Monday, December 23, 2013

A Christmas (but don't call it that) Greeting for Liberal Protestants

Dearly beloved, I, (insert name of priest/bishop/archbishop of a liberal Protestant church of your choice)  your most reverend, most enlightened and of unquestionable authority wish you peace and happiness in this time of great joy:  namely, the birth of some person in Bethlehem.  (We don't want to offend anyone by using His name).

Today, on December 25, we recall the birth of the Sun God Mithras from his virgin mother because it is only for this reason that the stupid and patriarchal and intolerant of others' religions forefathers of the early church placed the birth of Jesus on this date--to compete and sheep steal.  We should really be celebrating in April or May but that's beside the point.  Your priest at your local parish will be ordered to give a 30 minute homily with a PowerPoint presentation on that very fact in due time.  Still, despite its inaccuracies, we wish you the best of the season.

Actually, come to think about it, we should really point out all the inaccuracies of this celebration because as Christians in the modern world it is far better and more appropriate to be skeptical and not actually believe what happened on that original December 25, though it was really happened in April or May.  First, virgin birth?  Yeah, right.  Contemporary scientists say that there is no possibility of anything close to parthenogenesis in human evolution and since they are the eye through which we see the world, I invite you, if you even say the Nicene Creed, to make that part optional.  Second, who was born in Bethlehem?  A teacher, a great teacher, a great human teacher.  Some say that God was born there, but that doesn't make sense and clearly reason is exactly what this teacher preached about time and again in his sermons as to how to be in communion with God.  I know he said faith a lot, but higher criticism, which is as infallible to us as the Pope is to those nutty Catholics who still actually believe him  to be the vicar of and speaker for Christ and His Church, which we are too enlightened to accept (but don't you dare criticize me or take a position opposite me;  I'll excommunicate you so fast it will make your head spin) is the same thing as reason.  Bart Ehrman assures me of such from almost no evidence whatsoever so that's good enough for me.  So, again, if you say the Nicene Creed, you may want to excise those portions that suggest that this person is God or even the Son of God.  It just doesn't make sense. On third thought, just don't say the Nicene Creed at all and take a stand against patriarchy!

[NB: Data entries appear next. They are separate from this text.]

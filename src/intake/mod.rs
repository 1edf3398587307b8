//! 画像の取り込み
//!
//! 指定されたファイル/フォルダを読み込み `UploadedImage` のリストにする。
//! 読み込みは並列だが、結果は入力順を保つ。

mod sniff;

pub use sniff::verify_format;

use crate::error::{CaliperError, Result};
use optical_caliper_common::image::mime_type_for_extension;
use optical_caliper_common::UploadedImage;
use rayon::prelude::*;
use std::path::{Path, PathBuf};
use tracing::{debug, warn};
use walkdir::WalkDir;

fn display_name(path: &Path) -> String {
    path.file_name()
        .map(|n| n.to_string_lossy().to_string())
        .unwrap_or_else(|| path.display().to_string())
}

fn accepted_mime(path: &Path) -> Option<&'static str> {
    path.extension()
        .and_then(|ext| mime_type_for_extension(&ext.to_string_lossy()))
}

/// フォルダ直下の対応画像をファイル名順で列挙
pub fn scan_folder(folder: &Path) -> Result<Vec<PathBuf>> {
    if !folder.is_dir() {
        return Err(CaliperError::FileNotFound(folder.display().to_string()));
    }

    let mut images: Vec<PathBuf> = WalkDir::new(folder)
        .min_depth(1)
        .max_depth(1) // 直下のみ（再帰しない）
        .into_iter()
        .filter_map(|e| e.ok())
        .map(|e| e.into_path())
        .filter(|p| p.is_file() && accepted_mime(p).is_some())
        .collect();

    images.sort_by_key(|p| display_name(p));

    Ok(images)
}

/// 入力パスを画像ファイルのリストに展開
///
/// ファイルは指定順のまま、フォルダはその位置に直下の画像を展開する
pub fn expand_paths(paths: &[PathBuf]) -> Result<Vec<PathBuf>> {
    let mut files = Vec::new();

    for path in paths {
        if !path.exists() {
            return Err(CaliperError::FileNotFound(path.display().to_string()));
        }

        if path.is_dir() {
            files.extend(scan_folder(path)?);
        } else if accepted_mime(path).is_some() {
            files.push(path.clone());
        } else {
            return Err(CaliperError::UnsupportedImage(path.display().to_string()));
        }
    }

    Ok(files)
}

/// 1ファイルを読み込む
pub fn load_image(path: &Path) -> Result<UploadedImage> {
    let name = display_name(path);
    let mime_type = accepted_mime(path)
        .ok_or_else(|| CaliperError::UnsupportedImage(path.display().to_string()))?;

    let bytes = std::fs::read(path)
        .map_err(|e| CaliperError::ImageLoad(format!("{}: {}", name, e)))?;

    if bytes.is_empty() {
        return Err(CaliperError::ImageLoad(format!("{}: 空のファイルです", name)));
    }

    verify_format(mime_type, &bytes)
        .map_err(|reason| CaliperError::UnsupportedImage(format!("{}: {}", name, reason)))?;

    let image = UploadedImage::from_bytes(name, mime_type, &bytes);
    if image.exceeds_recommended_size() {
        warn!(
            file = image.file_name(),
            bytes = image.byte_len(),
            "10MBを超える画像です（送信は継続）"
        );
    }
    Ok(image)
}

/// 入力パスから画像をすべて読み込む
///
/// 1つでも失敗したら何も返さない
pub fn load_images(paths: &[PathBuf]) -> Result<Vec<UploadedImage>> {
    let files = expand_paths(paths)?;
    debug!(count = files.len(), "画像を読み込み中");

    files.par_iter().map(|p| load_image(p)).collect()
}

#[cfg(test)]
mod tests {
    use super::*;
    use std::fs;
    use tempfile::TempDir;

    const PNG: &[u8] = b"\x89PNG\r\n\x1a\n\0\0\0\rIHDR";
    const JPEG: &[u8] = b"\xFF\xD8\xFF\xE0\0\x10JFIF\0";

    fn write(dir: &Path, name: &str, bytes: &[u8]) -> PathBuf {
        let path = dir.join(name);
        fs::write(&path, bytes).unwrap();
        path
    }

    #[test]
    fn test_scan_folder_not_found() {
        let result = scan_folder(Path::new("/nonexistent/folder"));
        assert!(matches!(result, Err(CaliperError::FileNotFound(_))));
    }

    #[test]
    fn test_scan_folder_filters_and_sorts() {
        let temp = TempDir::new().unwrap();
        write(temp.path(), "c.jpg", JPEG);
        write(temp.path(), "a.png", PNG);
        write(temp.path(), "b.HEIC", b"heic");
        write(temp.path(), "readme.txt", b"text");
        fs::create_dir(temp.path().join("sub")).unwrap();
        write(&temp.path().join("sub"), "d.png", PNG);

        let names: Vec<String> = scan_folder(temp.path())
            .unwrap()
            .iter()
            .map(|p| display_name(p))
            .collect();
        assert_eq!(names, vec!["a.png", "b.HEIC", "c.jpg"]);
    }

    #[test]
    fn test_expand_paths_keeps_argument_order() {
        let temp = TempDir::new().unwrap();
        let z = write(temp.path(), "z.png", PNG);
        let a = write(temp.path(), "a.jpg", JPEG);

        let files = expand_paths(&[z.clone(), a.clone()]).unwrap();
        assert_eq!(files, vec![z, a]);
    }

    #[test]
    fn test_expand_paths_rejects_unsupported_file() {
        let temp = TempDir::new().unwrap();
        let gif = write(temp.path(), "anim.gif", b"GIF89a");
        assert!(matches!(
            expand_paths(&[gif]),
            Err(CaliperError::UnsupportedImage(_))
        ));
    }

    #[test]
    fn test_load_images_order_and_derivation() {
        let temp = TempDir::new().unwrap();
        let paths = vec![
            write(temp.path(), "3.png", PNG),
            write(temp.path(), "1.jpg", JPEG),
            write(temp.path(), "2.heif", b"heif-bytes"),
        ];

        let images = load_images(&paths).unwrap();
        let names: Vec<&str> = images.iter().map(|i| i.file_name()).collect();
        assert_eq!(names, vec!["3.png", "1.jpg", "2.heif"]);

        assert_eq!(images[0].mime_type(), "image/png");
        assert_eq!(images[1].mime_type(), "image/jpeg");
        assert_eq!(images[2].mime_type(), "image/heif");
        for image in &images {
            assert_eq!(
                image.preview_url(),
                format!("data:{};base64,{}", image.mime_type(), image.base64_data())
            );
        }
    }

    #[test]
    fn test_load_images_all_or_nothing() {
        let temp = TempDir::new().unwrap();
        let good = write(temp.path(), "good.png", PNG);
        let bad = write(temp.path(), "bad.jpg", b"not a jpeg");

        let result = load_images(&[good, bad]);
        assert!(matches!(result, Err(CaliperError::UnsupportedImage(msg)) if msg.contains("bad.jpg")));
    }

    #[test]
    fn test_load_image_empty_file() {
        let temp = TempDir::new().unwrap();
        let empty = write(temp.path(), "empty.png", b"");
        assert!(matches!(load_image(&empty), Err(CaliperError::ImageLoad(_))));
    }
}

Let us truly reflect and give thanks for this day, because that first X-Mas (We don't want to use "Christmas" because that term is obsolete and might offend non Christian readers of this little letter, even though it's not intended for them.  Please refrain from using this in public. Remember the first amendment!) brought to the attention of the world a horrible calamity:  homelessness.  This person was born homeless to make the point that all governments need to forcibly take money from the citizens in the form of taxes (rendering unto Caesar what is Caesar's) for all sorts of social programs to alleviate this horrible insult to human dignity.  Even though this person was not technically homeless since his family was from Nazareth and they couldn't find a hotel room (Expedia, anyone?), this is the Gospel message--to care for others less fortunate by bestowing on those more fortunate curses and vituperations.

On this day, we are called to be joyful, be happy and if it feels good, do it.  The birth of this person was to herald a new age of feeling good about ourselves and developing our self esteem.  Again, that darn creed suggests that the birth of this person was meant to save us from our sins and grant us salvation.  Sins? What sins?   If there's a recognition of sin, then what follows?  That's right--repentance.  And we don't want that.  It's too much work.  Besides, you can't possibly be responsible for any sins.  God made you that way.  Just accept it.  Unless, of course, you're a Republican and against gay marriage, gay adoption, women's ordination, 100% tax on rich people, etc.  If so, YOU have plenty of repenting to do.

X-mas is about indulging and family (i.e. non-traditional family) and consumerism but not too much.  I sincerely hope all of you remembered to research your purchases and make sure they weren't going to  big, greedy corporations. It is about giving.  It is about political activism.  That is the reason this person was born.

So, to all of you who celebrate today, I wish you  a very Merry X-Mas.  I also wish you a belated Hannukah and Kwanza wishes since I know many people in our churches have decided to be multicultural and diverse and celebrate everything even though it is contradictory.  Even if you don't believe anything of note happened today, that's OK.  Doctrine is yesterday's Christianity.  I don't believe in it so why should you?  As long as you believe something, it's all Christian, as long as it is not what people believed 50 or 100 or 1000 years ago.  Those are WRONG beliefs.  Still, Merry X-Mas and best wishes for the new year.

In the name of ______________ (insert non-Christian deity here or philosopher),


P.S.  After the festivity and joy of the holidays have passed, we plan on suing several parishes and dioceses that have still chosen to remain stuck in the mud when it comes to doctrine which is not relevant anymore.  Please feel free to include a check to help us bring these parishes to their knees so that we can evict them and then sell their property to non-Christians resulting in a huge financial loss in the process.  Thank you.

NB:  THIS POST IS INTENDED AS SARCASM.  Please make a note of that.